Scan the entries below for the word "paths" and copy every line in which it occurs.

-- Records to use follows --

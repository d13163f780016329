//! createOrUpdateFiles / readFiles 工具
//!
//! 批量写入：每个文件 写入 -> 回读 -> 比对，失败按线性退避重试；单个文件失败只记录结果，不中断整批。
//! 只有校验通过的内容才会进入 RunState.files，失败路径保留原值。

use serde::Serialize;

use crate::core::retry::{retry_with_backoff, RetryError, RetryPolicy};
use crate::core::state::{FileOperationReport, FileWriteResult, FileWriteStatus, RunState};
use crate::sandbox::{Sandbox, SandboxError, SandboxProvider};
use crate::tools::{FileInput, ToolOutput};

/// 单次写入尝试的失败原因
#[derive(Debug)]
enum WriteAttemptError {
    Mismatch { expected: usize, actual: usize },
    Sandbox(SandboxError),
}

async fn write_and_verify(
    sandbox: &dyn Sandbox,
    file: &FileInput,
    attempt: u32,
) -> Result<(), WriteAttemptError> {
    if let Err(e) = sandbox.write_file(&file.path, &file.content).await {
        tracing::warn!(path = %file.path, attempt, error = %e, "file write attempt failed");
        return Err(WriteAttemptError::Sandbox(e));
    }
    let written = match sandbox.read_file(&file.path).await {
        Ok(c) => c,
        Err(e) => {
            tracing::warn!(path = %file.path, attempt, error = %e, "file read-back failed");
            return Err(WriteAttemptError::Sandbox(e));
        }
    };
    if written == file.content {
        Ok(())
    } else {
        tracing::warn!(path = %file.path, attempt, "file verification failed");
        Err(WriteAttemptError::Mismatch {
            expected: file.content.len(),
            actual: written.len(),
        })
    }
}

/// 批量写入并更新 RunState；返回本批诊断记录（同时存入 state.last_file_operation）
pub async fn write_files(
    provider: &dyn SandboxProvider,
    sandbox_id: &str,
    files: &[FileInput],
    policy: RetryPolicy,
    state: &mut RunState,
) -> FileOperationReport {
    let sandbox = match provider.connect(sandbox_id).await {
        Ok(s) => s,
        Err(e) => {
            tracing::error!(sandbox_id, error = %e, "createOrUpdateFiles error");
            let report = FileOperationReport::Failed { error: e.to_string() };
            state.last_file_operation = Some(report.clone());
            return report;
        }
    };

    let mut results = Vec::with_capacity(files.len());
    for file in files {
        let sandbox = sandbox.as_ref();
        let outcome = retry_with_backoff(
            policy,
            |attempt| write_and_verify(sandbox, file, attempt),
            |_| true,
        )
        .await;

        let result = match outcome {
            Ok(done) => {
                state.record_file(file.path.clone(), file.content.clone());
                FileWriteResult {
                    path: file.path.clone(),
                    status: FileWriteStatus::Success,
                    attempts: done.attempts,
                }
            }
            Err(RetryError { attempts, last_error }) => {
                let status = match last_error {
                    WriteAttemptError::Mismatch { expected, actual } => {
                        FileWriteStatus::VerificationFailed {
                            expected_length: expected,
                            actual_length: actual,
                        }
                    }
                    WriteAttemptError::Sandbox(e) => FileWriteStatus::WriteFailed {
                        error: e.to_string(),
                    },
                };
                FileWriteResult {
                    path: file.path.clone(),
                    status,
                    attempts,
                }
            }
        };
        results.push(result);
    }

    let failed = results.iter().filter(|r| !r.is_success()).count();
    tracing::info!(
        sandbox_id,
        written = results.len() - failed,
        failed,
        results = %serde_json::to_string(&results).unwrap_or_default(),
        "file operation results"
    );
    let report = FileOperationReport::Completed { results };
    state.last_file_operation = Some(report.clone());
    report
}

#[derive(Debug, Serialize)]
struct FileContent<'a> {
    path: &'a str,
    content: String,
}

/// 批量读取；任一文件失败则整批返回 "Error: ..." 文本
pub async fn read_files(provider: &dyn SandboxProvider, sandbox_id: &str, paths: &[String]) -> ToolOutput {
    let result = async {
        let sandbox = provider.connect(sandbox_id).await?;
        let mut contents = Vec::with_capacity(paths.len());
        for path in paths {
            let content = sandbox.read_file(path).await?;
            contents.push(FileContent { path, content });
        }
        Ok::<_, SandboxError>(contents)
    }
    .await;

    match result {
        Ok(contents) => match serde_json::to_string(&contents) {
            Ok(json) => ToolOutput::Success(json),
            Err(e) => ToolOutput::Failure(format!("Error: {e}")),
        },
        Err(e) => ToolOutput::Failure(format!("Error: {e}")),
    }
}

-- Records to use concluded --
-- Records to use follows --

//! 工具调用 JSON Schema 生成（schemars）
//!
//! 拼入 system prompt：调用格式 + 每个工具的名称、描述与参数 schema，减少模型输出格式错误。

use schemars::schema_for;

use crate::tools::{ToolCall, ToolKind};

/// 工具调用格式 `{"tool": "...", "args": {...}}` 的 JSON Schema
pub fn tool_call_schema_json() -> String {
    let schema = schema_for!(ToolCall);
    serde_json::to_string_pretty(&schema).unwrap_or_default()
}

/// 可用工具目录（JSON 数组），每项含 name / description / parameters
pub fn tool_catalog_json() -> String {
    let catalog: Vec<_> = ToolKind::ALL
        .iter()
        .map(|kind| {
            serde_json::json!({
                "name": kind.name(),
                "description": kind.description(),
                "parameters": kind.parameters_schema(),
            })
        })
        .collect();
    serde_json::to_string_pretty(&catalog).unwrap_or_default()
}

-- Records to use concluded --

• **Result**:
pub async fn read_files(provider: &dyn SandboxProvider, sandbox_id: &str, paths: &[String]) -> ToolOutput {
        let mut contents = Vec::with_capacity(paths.len());
        for path in paths {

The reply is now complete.